Installer tests starting with completely destroy the rails app within the generated_test_app_path
,
generating a new rails app and running the installer and test by playwright
if the components are working.
component tests only checking if a rails server is alive, and if not, install and run a rails app.
For this is the testing helper start_rails_server_unless_ping
. This step may only be slow on the
first run, then it is fast. And on every repeating the test it always overwrites the components
with the components from the template by the testing helper install_hello_world(
. At the end of the test it leaves the rails server running.
['rails_vite_hello_world'],
app_root: generated_rails_app_root,
force: true,
silent: true
)
On that way a developer can just edit the templates and run a test and see always the refreshed
content on the browser and on the app within the generated_test_app_path
.
NOTE: Theese tests are dependend on your environment, including the running ruby version!

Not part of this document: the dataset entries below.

pub mod intent;
pub mod verse;
mod a2a;
mod agent_card;
mod bootstrap;
mod health;
mod protocol;
mod scheduler;
#[cfg(test)]
mod test_support;

use std::time::Duration;

use anyhow::Result;
use tracing::{info, warn};
use tracing_subscriber::EnvFilter;
use verse_core::config::{AppConfig, LoadOptions};

use crate::scheduler::DailyVerseJob;

fn init_logging(config: &AppConfig) {
    use verse_core::config::LogFormat::*;

    let filter =
        EnvFilter::try_new(&config.logging.level).unwrap_or_else(|_| EnvFilter::new("info"));

    match config.logging.format {
        Compact => {
            tracing_subscriber::fmt().with_target(false).with_env_filter(filter).compact().init();
        }
        Pretty => {
            tracing_subscriber::fmt().with_target(false).with_env_filter(filter).pretty().init();
        }
        Json => {
            tracing_subscriber::fmt().with_target(false).with_env_filter(filter).json().init();
        }
    }
}

#[tokio::main]
async fn main() -> Result<()> {
    run().await
}

pub async fn run() -> Result<()> {
    // .env is optional; real environment variables win
    dotenvy::dotenv().ok();

    // Load config and initialize logging before any other operations
    let config = AppConfig::load(LoadOptions::default())?;
    init_logging(&config);

    let app = bootstrap::bootstrap(config)?;

    let scheduler = match app.config.schedule.post_time() {
        Some(at) => {
            let job = DailyVerseJob::new(app.runtime.clone(), app.channel.clone());
            Some(scheduler::spawn(job, at))
        }
        None => {
            info!(
                event_name = "schedule.daily_verse.disabled",
                correlation_id = "bootstrap",
                "schedule.daily_post_time not set; daily verse scheduler not started"
            );
            None
        }
    };

    let address = format!("{}:{}", app.config.server.bind_address, app.config.server.port);
    let listener = tokio::net::TcpListener::bind(&address).await?;
    info!(
        event_name = "system.server.started",
        correlation_id = "bootstrap",
        bind_address = %address,
        "verse-server listening"
    );

    let (stop_tx, stop_rx) = tokio::sync::oneshot::channel::<()>();
    let router = app.router();
    let server = tokio::spawn(async move {
        axum::serve(listener, router)
            .with_graceful_shutdown(async move {
                let _ = stop_rx.await;
            })
            .await
    });

    wait_for_shutdown().await?;
    info!(
        event_name = "system.server.stopping",
        correlation_id = "shutdown",
        "verse-server stopping"
    );

    if let Some(handle) = scheduler {
        handle.abort();
    }
    let _ = stop_tx.send(());

    let grace = Duration::from_secs(app.config.server.graceful_shutdown_secs);
    match tokio::time::timeout(grace, server).await {
        Ok(joined) => joined??,
        Err(_) => warn!(
            event_name = "system.server.shutdown_timeout",
            correlation_id = "shutdown",
            grace_secs = grace.as_secs(),
            "in-flight requests did not finish within the shutdown window"
        ),
    }

    Ok(())
}

async fn wait_for_shutdown() -> Result<()> {
    tokio::signal::ctrl_c().await?;
    Ok(())
}
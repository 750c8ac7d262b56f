use std::env;
use std::fs;
use std::path::{Path, PathBuf};

use secrecy::SecretString;
use serde_json::json;
use toml::Value;
use verse_core::config::{AppConfig, CONFIG_FILE_NAME};

use crate::commands::{load_config, CommandResult};

/// Config key and the environment variables that can set it, in lookup order.
const FIELDS: &[(&str, &[&str])] = &[
    ("llm.api_key", &["VERSE_LLM_API_KEY", "GEMINI_API_KEY"]),
    ("llm.base_url", &["VERSE_LLM_BASE_URL"]),
    ("llm.model", &["VERSE_LLM_MODEL"]),
    ("llm.timeout_secs", &["VERSE_LLM_TIMEOUT_SECS"]),
    ("bible.base_url", &["VERSE_BIBLE_BASE_URL", "BIBLE_API_BASE_URL"]),
    ("bible.api_key", &["VERSE_BIBLE_API_KEY", "BIBLE_API_KEY"]),
    ("bible.bible_id", &["VERSE_BIBLE_ID", "BIBLE_ID"]),
    ("bible.random_verse_url", &["VERSE_BIBLE_RANDOM_VERSE_URL"]),
    ("bible.search_limit", &["VERSE_BIBLE_SEARCH_LIMIT"]),
    ("bible.timeout_secs", &["VERSE_BIBLE_TIMEOUT_SECS"]),
    ("schedule.daily_post_time", &["VERSE_DAILY_POST_TIME", "DAILY_POST_TIME"]),
    ("telex.base_url", &["VERSE_TELEX_BASE_URL", "TELEX_BASE_URL"]),
    ("telex.webhook_hook_id", &["VERSE_TELEX_WEBHOOK_HOOK_ID", "TELEX_WEBHOOK_HOOK_ID"]),
    ("telex.bearer_token", &["VERSE_TELEX_BEARER_TOKEN", "TELEX_BEARER_TOKEN"]),
    ("telex.timeout_secs", &["VERSE_TELEX_TIMEOUT_SECS"]),
    ("server.bind_address", &["VERSE_SERVER_BIND_ADDRESS"]),
    ("server.port", &["VERSE_SERVER_PORT", "PORT"]),
    ("server.graceful_shutdown_secs", &["VERSE_SERVER_GRACEFUL_SHUTDOWN_SECS"]),
    ("logging.level", &["VERSE_LOGGING_LEVEL", "VERSE_LOG_LEVEL"]),
    ("logging.format", &["VERSE_LOGGING_FORMAT", "VERSE_LOG_FORMAT"]),
];

pub fn run() -> CommandResult {
    let config = match load_config("config") {
        Ok(config) => config,
        Err(result) => return result,
    };

    let config_file_path = detect_config_path();
    let config_file_doc = load_config_file_doc(config_file_path.as_deref());

    let fields = FIELDS
        .iter()
        .map(|(key, env_keys)| {
            let source =
                field_source(key, env_keys, config_file_doc.as_ref(), config_file_path.as_deref());
            json!({ "key": key, "value": display_value(&config, key), "source": source })
        })
        .collect::<Vec<_>>();

    CommandResult::success_with_data(
        "config",
        "effective config (source precedence: env > file > default)",
        Some(json!({ "fields": fields })),
    )
}

fn display_value(config: &AppConfig, key: &str) -> String {
    let unset = || "<unset>".to_string();
    match key {
        "llm.api_key" => redact(config.llm.api_key.as_ref()),
        "llm.base_url" => config.llm.base_url.clone(),
        "llm.model" => config.llm.model.clone(),
        "llm.timeout_secs" => config.llm.timeout_secs.to_string(),
        "bible.base_url" => config.bible.base_url.clone(),
        "bible.api_key" => redact(config.bible.api_key.as_ref()),
        "bible.bible_id" => config.bible.bible_id.clone(),
        "bible.random_verse_url" => config.bible.random_verse_url.clone(),
        "bible.search_limit" => config.bible.search_limit.to_string(),
        "bible.timeout_secs" => config.bible.timeout_secs.to_string(),
        "schedule.daily_post_time" => {
            config.schedule.daily_post_time.clone().unwrap_or_else(unset)
        }
        "telex.base_url" => config.telex.base_url.clone(),
        "telex.webhook_hook_id" => config.telex.webhook_hook_id.clone().unwrap_or_else(unset),
        "telex.bearer_token" => redact(config.telex.bearer_token.as_ref()),
        "telex.timeout_secs" => config.telex.timeout_secs.to_string(),
        "server.bind_address" => config.server.bind_address.clone(),
        "server.port" => config.server.port.to_string(),
        "server.graceful_shutdown_secs" => config.server.graceful_shutdown_secs.to_string(),
        "logging.level" => config.logging.level.clone(),
        "logging.format" => format!("{:?}", config.logging.format),
        _ => unset(),
    }
}

fn redact(secret: Option<&SecretString>) -> String {
    let shown = if secret.is_some() { "<redacted>" } else { "<unset>" };
    shown.to_string()
}

fn detect_config_path() -> Option<PathBuf> {
    [PathBuf::from(CONFIG_FILE_NAME), Path::new("config").join(CONFIG_FILE_NAME)]
        .into_iter()
        .find(|path| path.exists())
}

fn load_config_file_doc(path: Option<&Path>) -> Option<Value> {
    let path = path?;
    let raw = fs::read_to_string(path).ok()?;
    raw.parse::<Value>().ok()
}

fn field_source(
    key_path: &str,
    env_keys: &[&str],
    config_file_doc: Option<&Value>,
    config_file_path: Option<&Path>,
) -> String {
    let from_env = env_keys.iter().find(|env_key| {
        env::var(env_key).map(|value| !value.trim().is_empty()).unwrap_or(false)
    });
    if let Some(env_key) = from_env {
        return format!("env ({env_key})");
    }

    if let Some(doc) = config_file_doc {
        if contains_path(doc, key_path) {
            let file_path = config_file_path
                .map(|path| path.display().to_string())
                .unwrap_or_else(|| "config file".to_string());
            return format!("file ({file_path})");
        }
    }

    "default".to_string()
}

fn contains_path(root: &Value, key_path: &str) -> bool {
    let mut current = root;
    for key in key_path.split('.') {
        let Some(next) = current.get(key) else {
            return false;
        };
        current = next;
    }
    true
}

I am working on rvm. If you work on a different environment, some (not many) changes may be necessary.
Thats your part :)
The current test cases including (among others):
create a completely new rails app, running the full installer and check if a hello World component is visible and javascript is working.
run assets:precompile within a rails app and check if the gem does its precompiling too.
Understanding the process
Why not client and server rendering in one process?
That was my idea! application.js
which is the usual entry point for the client
side could live on the same assets and manifest like svelte components that are
compiled as chunks which each is its own entry point. This failed:
- The
vite-plugin-ruby
did not support this: it constrained all to one entry point. - See how fat the
vite-ssr.config.ts
. For the client side this is not necessary.
At the end, I decided to split the process. But that is not the last decision.
Why not compiling server side purely by rollup?
Advantages would be much slimmer packages and faster compilation. On the first
step i did this and i backed up a working and tested code on the branch rollup-ssr.
I decided to use Vite to bring the client and server side rendering
closer together.
But this, too, is not the last decision.
For now we proceed with vite.
How does it work now?
Client side rendering is done by vite like usual.
Server side rendering is triggered, similar to vite_rails
on assets:precompile
, and, if watch_changes
is configured,
which is default for development, it is triggered
on every change of a *.svelte
file within the configured components_folder
.
On the server side only the *.svelte
files are served. Theyr included
assets are linked to the client side assets folder, which is mapped by manifest.json
.
Then, vite has two output folders: vite-dev
for development and vite
for production.
Within vite-ssr.config.ts
, by the RAILS_ENV
variable, is decided which one is used.